Após quase quatro anos de investimentos, o órgão do governo que financiou as pesquisas com Genie ficou descontente com a falta de direcionamento do caso e de resultados palpáveis e, em 1974, cancelou o financiamento do Caso Genie, alegando falta de dados científicos claros e significativos. Um ano após a perda do financiamento, os Rigler decidiram deixar de ser seus pais adotivos (GENIE, 1994).

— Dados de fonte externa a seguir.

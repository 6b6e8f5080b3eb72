//! Logging and tracing setup
//!
//! Logs go to stdout through `tracing-subscriber`. When `OTEL_EXPORTER_OTLP_ENDPOINT`
//! is set, spans are also exported over OTLP.

use opentelemetry::KeyValue;
use opentelemetry_otlp::WithExportConfig;
use opentelemetry_sdk::{runtime, trace, Resource};
use tracing::Level;
use tracing_subscriber::{fmt, prelude::*, EnvFilter};

use crate::error::{Error, Result};

/// Endpoint variable that switches OTLP export on
pub const OTLP_ENDPOINT_ENV: &str = "OTEL_EXPORTER_OTLP_ENDPOINT";

const SERVICE_NAME: &str = "cluster-olm-operator";

/// Level of this crate's own logs for a `-v` verbosity
pub fn level_for_verbosity(verbosity: u8) -> Level {
    match verbosity {
        0..=1 => Level::WARN,
        2..=3 => Level::INFO,
        4..=5 => Level::DEBUG,
        _ => Level::TRACE,
    }
}

/// Default filter: dependencies at `warn`, this crate at the requested level
pub fn default_directives(verbosity: u8) -> String {
    let level = level_for_verbosity(verbosity).to_string().to_lowercase();
    format!("warn,cluster_olm_operator={level}")
}

/// Install the global subscriber. `RUST_LOG` overrides the verbosity.
pub fn init(verbosity: u8, json: bool) -> Result<()> {
    let env_filter = EnvFilter::try_from_default_env()
        .unwrap_or_else(|_| EnvFilter::new(default_directives(verbosity)));

    let otel_layer = match std::env::var(OTLP_ENDPOINT_ENV) {
        Ok(endpoint) if !endpoint.is_empty() => {
            let tracer = opentelemetry_otlp::new_pipeline()
                .tracing()
                .with_exporter(
                    opentelemetry_otlp::new_exporter()
                        .tonic()
                        .with_endpoint(endpoint),
                )
                .with_trace_config(trace::config().with_resource(Resource::new(vec![
                    KeyValue::new("service.name", SERVICE_NAME),
                    KeyValue::new("service.version", env!("CARGO_PKG_VERSION")),
                ])))
                .install_batch(runtime::Tokio)
                .map_err(|e| Error::ConfigError(format!("failed to initialize tracer: {e}")))?;
            Some(tracing_opentelemetry::layer().with_tracer(tracer))
        }
        _ => None,
    };
    let otel_enabled = otel_layer.is_some();

    let (plain, structured) = if json {
        (None, Some(fmt::layer().json().with_target(true)))
    } else {
        (Some(fmt::layer().with_target(true)), None)
    };

    tracing_subscriber::registry()
        .with(env_filter)
        .with(plain)
        .with(structured)
        .with(otel_layer)
        .try_init()
        .map_err(|e| Error::ConfigError(format!("failed to initialize logging: {e}")))?;

    if otel_enabled {
        tracing::info!("OpenTelemetry tracing initialized");
    } else {
        tracing::debug!("OpenTelemetry tracing disabled ({} not set)", OTLP_ENDPOINT_ENV);
    }
    Ok(())
}

/// Flush buffered spans
pub fn shutdown() {
    opentelemetry::global::shutdown_tracer_provider();
}

#[cfg(test)]
mod tests {
    use super::*;

    #[test]
    fn test_verbosity_levels() {
        assert_eq!(level_for_verbosity(0), Level::WARN);
        assert_eq!(level_for_verbosity(1), Level::WARN);
        assert_eq!(level_for_verbosity(2), Level::INFO);
        assert_eq!(level_for_verbosity(5), Level::DEBUG);
        assert_eq!(level_for_verbosity(6), Level::TRACE);
        assert_eq!(level_for_verbosity(u8::MAX), Level::TRACE);
    }

    #[test]
    fn test_default_directives() {
        assert_eq!(default_directives(2), "warn,cluster_olm_operator=info");
        assert_eq!(default_directives(8), "warn,cluster_olm_operator=trace");
        assert!(EnvFilter::try_new(default_directives(4)).is_ok());
    }
}
//! Field-level enforcement of one dynamically typed manifest
//!
//! The controller owns only the fields present in its manifest. Anything users add
//! to the live object is left alone, and an apply only happens when a manifest field
//! is missing or different.

use std::path::PathBuf;

use async_trait::async_trait;
use kube::api::{Patch, PatchParams};
use serde_json::Value;
use tokio_util::sync::CancellationToken;
use tracing::{debug, info, instrument};

use super::hooks::{apply_manifest_hooks, manifest_hooks, ManifestHook};
use super::informers::InformerKind;
use super::restmapper::RestMapping;
use super::{ensure_active, Controller, ControllerContext, ManagementAction};
use crate::error::{Error, Result};

const WATCHES: &[InformerKind] = &[InformerKind::Olm, InformerKind::ClusterCatalogs];

/// Whether every field of `required` appears identically in `live`, at every depth.
///
/// Lists must match element by element. `null` in `required` matches anything.
pub fn is_deep_derivative(required: &Value, live: &Value) -> bool {
    match (required, live) {
        (Value::Null, _) => true,
        (Value::Object(required), Value::Object(live)) => required.iter().all(|(key, value)| {
            match live.get(key) {
                Some(found) => is_deep_derivative(value, found),
                None => value.is_null(),
            }
        }),
        (Value::Array(required), Value::Array(live)) => {
            required.len() == live.len()
                && required
                    .iter()
                    .zip(live.iter())
                    .all(|(r, l)| is_deep_derivative(r, l))
        }
        (required, live) => required == live,
    }
}

/// Whether `required` has to be applied over the cached `live` object
pub fn needs_apply(required: &Value, live: Option<&Value>) -> bool {
    live.map_or(true, |live| !is_deep_derivative(required, live))
}

pub struct DynamicRequiredManifestController {
    name: String,
    file: PathBuf,
    object_name: String,
    mapping: RestMapping,
    hooks: Vec<ManifestHook>,
    ctx: ControllerContext,
}

impl DynamicRequiredManifestController {
    pub fn new(
        name: String,
        file: PathBuf,
        object_name: String,
        mapping: RestMapping,
        ctx: ControllerContext,
    ) -> Self {
        Self {
            name,
            file,
            object_name,
            mapping,
            hooks: manifest_hooks(&ctx.environment),
            ctx,
        }
    }

    fn required(&self) -> Result<Value> {
        let raw = std::fs::read_to_string(&self.file).map_err(|e| Error::io(&self.file, e))?;
        let log_level = self.ctx.operator.spec()?.effective_log_level();
        let raw = apply_manifest_hooks(&raw, &self.hooks, log_level);
        serde_yaml::from_str(&raw)
            .map_err(|e| Error::manifest(self.file.display().to_string(), e.to_string()))
    }
}

#[async_trait]
impl Controller for DynamicRequiredManifestController {
    fn name(&self) -> &str {
        &self.name
    }

    fn watches(&self) -> &[InformerKind] {
        WATCHES
    }

    #[instrument(skip(self, token), fields(controller = %self.name))]
    async fn sync(&self, token: &CancellationToken) -> Result<()> {
        let state = self.ctx.operator.management_state()?;
        if ManagementAction::for_state(state, false) != ManagementAction::Enforce {
            return Ok(());
        }

        let required = self.required()?;
        let live = self
            .ctx
            .managed
            .cluster_catalog(&self.object_name)
            .map(|live| serde_json::to_value(live.as_ref()))
            .transpose()?;
        if !needs_apply(&required, live.as_ref()) {
            debug!(name = %self.object_name, "Live object already matches manifest");
            return Ok(());
        }

        ensure_active(token)?;
        self.mapping
            .api(&self.ctx.client, None)
            .patch(
                &self.object_name,
                &PatchParams::apply(&self.name).force(),
                &Patch::Apply(&required),
            )
            .await?;
        info!(
            kind = %self.mapping.resource.kind,
            name = %self.object_name,
            "Applied required manifest"
        );
        Ok(())
    }
}
//! Informer driven scheduler
//!
//! Every controller gets one worker task. A worker syncs once at start, then again
//! whenever one of the caches it watches changes, its resync interval elapses, or
//! a failed sync is due for a retry. Syncs of one controller never overlap.
//!
//! A failing sync is reported as `<Controller>Degraded=True` on the singleton, a
//! successful one clears it. Panics are caught at the worker boundary.

use std::sync::Arc;
use std::time::Duration;

use async_trait::async_trait;
use tokio::sync::broadcast::{self, error::RecvError, error::TryRecvError};
use tokio::task::JoinSet;
use tokio::time::{sleep_until, Instant};
use tokio_util::sync::CancellationToken;
use tracing::{debug, error, info, warn};

use super::conditions::{degraded_condition, not_degraded_condition};
use super::informers::InformerKind;
use super::operator_client::OperatorClient;
use super::Controller;
use crate::crd::Condition;
use crate::error::{Error, Result};

/// Default interval between unconditional syncs
pub const DEFAULT_RESYNC_INTERVAL: Duration = Duration::from_secs(600);

/// Retry delay for configuration errors that will not fix themselves quickly
const NON_RETRIABLE_DELAY: Duration = Duration::from_secs(60);

/// Exponential backoff for retriable failures.
///
/// # Arguments
/// * `attempt` - Number of consecutive failures so far (0-based)
/// * `base_delay_secs` - Delay for the first retry, 15 seconds when `None`
/// * `max_delay_secs` - Upper bound, 300 seconds when `None`
pub fn calculate_backoff(
    attempt: u32,
    base_delay_secs: Option<u64>,
    max_delay_secs: Option<u64>,
) -> Duration {
    let base = base_delay_secs.unwrap_or(15);
    let max = max_delay_secs.unwrap_or(300);

    // Exponential: base * 2^attempt, capped at max
    let delay_secs = base.saturating_mul(2_u64.saturating_pow(attempt.min(5)));
    Duration::from_secs(delay_secs.min(max))
}

/// Delay before the next sync after a failure
pub fn retry_delay(error: &Error, attempt: u32) -> Duration {
    if error.is_retriable() {
        calculate_backoff(attempt, None, None)
    } else {
        NON_RETRIABLE_DELAY
    }
}

/// Where workers report the outcome of their syncs
#[async_trait]
pub trait ConditionSink: Send + Sync {
    async fn publish(&self, conditions: Vec<Condition>) -> Result<()>;
}

#[async_trait]
impl ConditionSink for OperatorClient {
    async fn publish(&self, conditions: Vec<Condition>) -> Result<()> {
        self.update_conditions(conditions).await.map(|_| ())
    }
}

/// Result of one sync as seen by the worker
#[derive(Debug)]
enum SyncOutcome {
    Succeeded,
    Failed(Error),
    Panicked,
    Cancelled,
}

pub struct Scheduler {
    controllers: Vec<Arc<dyn Controller>>,
    events: broadcast::Sender<InformerKind>,
    sink: Arc<dyn ConditionSink>,
    resync_interval: Duration,
}

impl Scheduler {
    pub fn new(
        controllers: Vec<Arc<dyn Controller>>,
        events: broadcast::Sender<InformerKind>,
        sink: Arc<dyn ConditionSink>,
    ) -> Self {
        Self {
            controllers,
            events,
            sink,
            resync_interval: DEFAULT_RESYNC_INTERVAL,
        }
    }

    pub fn with_resync_interval(mut self, interval: Duration) -> Self {
        self.resync_interval = interval;
        self
    }

    /// Run every worker until `token` is cancelled
    pub async fn run(self, token: CancellationToken) {
        let mut workers = JoinSet::new();
        for controller in self.controllers {
            let worker = Worker {
                name: controller.name().to_string(),
                controller,
                events: self.events.subscribe(),
                sink: self.sink.clone(),
                resync_interval: self.resync_interval,
            };
            workers.spawn(worker.run(token.clone()));
        }
        info!(controllers = workers.len(), "Scheduler started");

        while let Some(result) = workers.join_next().await {
            if let Err(e) = result {
                error!("Controller worker stopped unexpectedly: {}", e);
            }
        }
        info!("Scheduler stopped");
    }
}

struct Worker {
    name: String,
    controller: Arc<dyn Controller>,
    events: broadcast::Receiver<InformerKind>,
    sink: Arc<dyn ConditionSink>,
    resync_interval: Duration,
}

impl Worker {
    async fn run(mut self, token: CancellationToken) {
        let mut attempt = 0u32;
        let mut next_sync = Instant::now();
        let mut listening = true;

        loop {
            tokio::select! {
                _ = token.cancelled() => break,
                _ = sleep_until(next_sync) => {}
                event = self.events.recv(), if listening => match event {
                    Ok(kind) if self.controller.watches().contains(&kind) => {}
                    Ok(_) => continue,
                    Err(RecvError::Lagged(skipped)) => {
                        debug!(controller = %self.name, skipped, "Event receiver lagged");
                    }
                    Err(RecvError::Closed) => {
                        listening = false;
                        continue;
                    }
                },
            }
            self.drain_pending();

            match self.sync_once(&token).await {
                SyncOutcome::Succeeded => {
                    attempt = 0;
                    next_sync = Instant::now() + self.resync_interval;
                }
                SyncOutcome::Failed(e) => {
                    next_sync = Instant::now() + retry_delay(&e, attempt);
                    attempt = attempt.saturating_add(1);
                }
                SyncOutcome::Panicked => {
                    next_sync = Instant::now() + calculate_backoff(attempt, None, None);
                    attempt = attempt.saturating_add(1);
                }
                SyncOutcome::Cancelled => break,
            }
        }
        debug!(controller = %self.name, "Worker stopped");
    }

    /// Events queued during a sync are covered by the next one
    fn drain_pending(&mut self) {
        loop {
            match self.events.try_recv() {
                Ok(_) | Err(TryRecvError::Lagged(_)) => continue,
                Err(TryRecvError::Empty) | Err(TryRecvError::Closed) => break,
            }
        }
    }

    async fn sync_once(&self, token: &CancellationToken) -> SyncOutcome {
        let started = std::time::Instant::now();
        let controller = self.controller.clone();
        let child = token.clone();
        let joined = tokio::spawn(async move { controller.sync(&child).await }).await;

        #[cfg(feature = "metrics")]
        super::metrics::observe_sync_duration_seconds(&self.name, started.elapsed().as_secs_f64());
        #[cfg(not(feature = "metrics"))]
        let _ = started;

        match joined {
            Ok(Ok(())) => {
                self.report(None).await;
                SyncOutcome::Succeeded
            }
            Ok(Err(Error::Cancelled)) => SyncOutcome::Cancelled,
            Ok(Err(e)) => {
                warn!(controller = %self.name, "Sync failed: {}", e);
                #[cfg(feature = "metrics")]
                super::metrics::inc_sync_error(&self.name, &e);
                self.report(Some(e.to_string())).await;
                SyncOutcome::Failed(e)
            }
            Err(e) if e.is_panic() => {
                error!(controller = %self.name, "Sync panicked");
                #[cfg(feature = "metrics")]
                super::metrics::inc_panic(&self.name);
                self.report(Some("sync panicked".to_string())).await;
                SyncOutcome::Panicked
            }
            Err(_) => SyncOutcome::Cancelled,
        }
    }

    /// Publish the degraded condition; failures here are only logged
    async fn report(&self, failure: Option<String>) {
        let condition = match &failure {
            Some(message) => degraded_condition(&self.name, message),
            None => not_degraded_condition(&self.name),
        };
        if let Err(e) = self.sink.publish(vec![condition]).await {
            warn!(controller = %self.name, "Failed to report sync result: {}", e);
        }
    }
}

#[cfg(test)]
mod tests {
    use super::*;

    #[test]
    fn test_backoff_calculation() {
        assert_eq!(calculate_backoff(0, None, None), Duration::from_secs(15));
        assert_eq!(calculate_backoff(1, None, None), Duration::from_secs(30));
        assert_eq!(calculate_backoff(2, None, None), Duration::from_secs(60));
        assert_eq!(calculate_backoff(4, None, None), Duration::from_secs(240));
        assert_eq!(calculate_backoff(5, None, None), Duration::from_secs(300));
        assert_eq!(calculate_backoff(40, None, None), Duration::from_secs(300));
    }

    #[test]
    fn test_backoff_custom_bounds() {
        assert_eq!(calculate_backoff(0, Some(1), Some(10)), Duration::from_secs(1));
        assert_eq!(calculate_backoff(3, Some(1), Some(10)), Duration::from_secs(8));
        assert_eq!(calculate_backoff(4, Some(1), Some(10)), Duration::from_secs(10));
    }

    #[test]
    fn test_configuration_errors_retry_slowly() {
        let config = Error::ConfigError("bad semver".to_string());
        assert_eq!(retry_delay(&config, 0), NON_RETRIABLE_DELAY);
        assert_eq!(retry_delay(&config, 7), NON_RETRIABLE_DELAY);

        let io = Error::io("/tmp/x", std::io::Error::other("gone"));
        assert_eq!(retry_delay(&io, 0), Duration::from_secs(15));
        assert_eq!(retry_delay(&io, 1), Duration::from_secs(30));
    }
}
//! Helm chart values and rendering

pub mod renderer;
pub mod values;

pub use renderer::{
    manifest_file_name, split_documents, ChartEngine, HelmTemplate, ManifestDocument,
    ManifestRenderer, RenderedManifests,
};
pub use values::HelmValues;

Com isso, a maioria dos estudos de linguagem com Genie terminaram em 1975. Em relação ao seu progresso cognitivo, ela conseguiu desenvolver uma linguagem e se expressar por meio de um vocabulário simples, mas não foi capaz, ao final dos estudos, de juntar palavras de forma gramaticalmente correta.

A mãe de Genie foi inocentada das acusações de abuso infantil e tentou voltar a cuidar da filha, mas percebeu que a tarefa seria muito difícil para ela. Ela processou a equipe de pesquisadores, alegando excesso de testes durante as pesquisas em detrimento do bem-estar da garota, levando-a para além de seus limites.

Sem os cuidados da mãe e da equipe de pesquisadores, Genie passou por diversos lares adotivos e sofreu inúmeros tipos de abusos e violências que a levaram a retornar ao estado de completo silêncio.

Ainda hoje, apesar de a equipe ter acompanhado, registrado seu desenvolvimento e comprovado seu progresso, permanece a indagação: foi realmente feito o máximo possível para cuidar adequadamente de Genie ou a pesquisa sempre foi a prioridade?

3. A ABORDAGEM CONSTRUTIVISTA DE JEAN PIAGET

Jean Piaget (1896-1980) foi um importante biólogo, psicólogo e epistemólogo suíço que desenvolveu uma das teorias do desenvolvimento cognitivo mais importantes e aceitas no mundo até hoje.

Segundo Rappaport; Fiori e Davis (1981a, p. 52), “a preocupação central de Piaget dirige-se à elaboração de uma teoria do conhecimento que possa explicar como o organismo conhece o mundo”. Ele considerou em seus estudos que “só o conhecimento possibilita ao homem um estado de equilíbrio interno que o capacita a adaptar-se ao meio ambiente” (RAPPAPORT; FIORI; DAVIS, 1981a, p. 52).

Para ele, é a presença de uma realidade externa ao sujeito que regula e corrige o desenvolvimento por meio de esquemas, que são “estruturas lógicas que permitem ao indivíduo atuar sobre o mundo de formas cada vez mais flexíveis e complexas” (RAPPAPORT; FIORI; DAVIS, 1981a, p. 52). Dessa maneira, de acordo com a Teoria da Equilibração Majorante, desenvolvida por Piaget, ao deparar-se com um conflito, a estrutura cognitiva do sujeito entra em desequilíbrio, o que faz com sejam acionados seus mecanismos de assimilação – o sujeito recorre aos seus esquemas já formados para resolver o conflito – e de acomodação – o sujeito precisa modificar os esquemas que possui ou construir novos para que possa resolver o conflito. Assim, a cada novo conflito, o sujeito busca retornar ao seu estado de equilíbrio, “efetuando-se a evolução mental no sentido de uma equilibração sempre mais completa e de uma interiorização progressiva” (RAPPAPORT; FIORI; DAVIS, 1981a, p.65).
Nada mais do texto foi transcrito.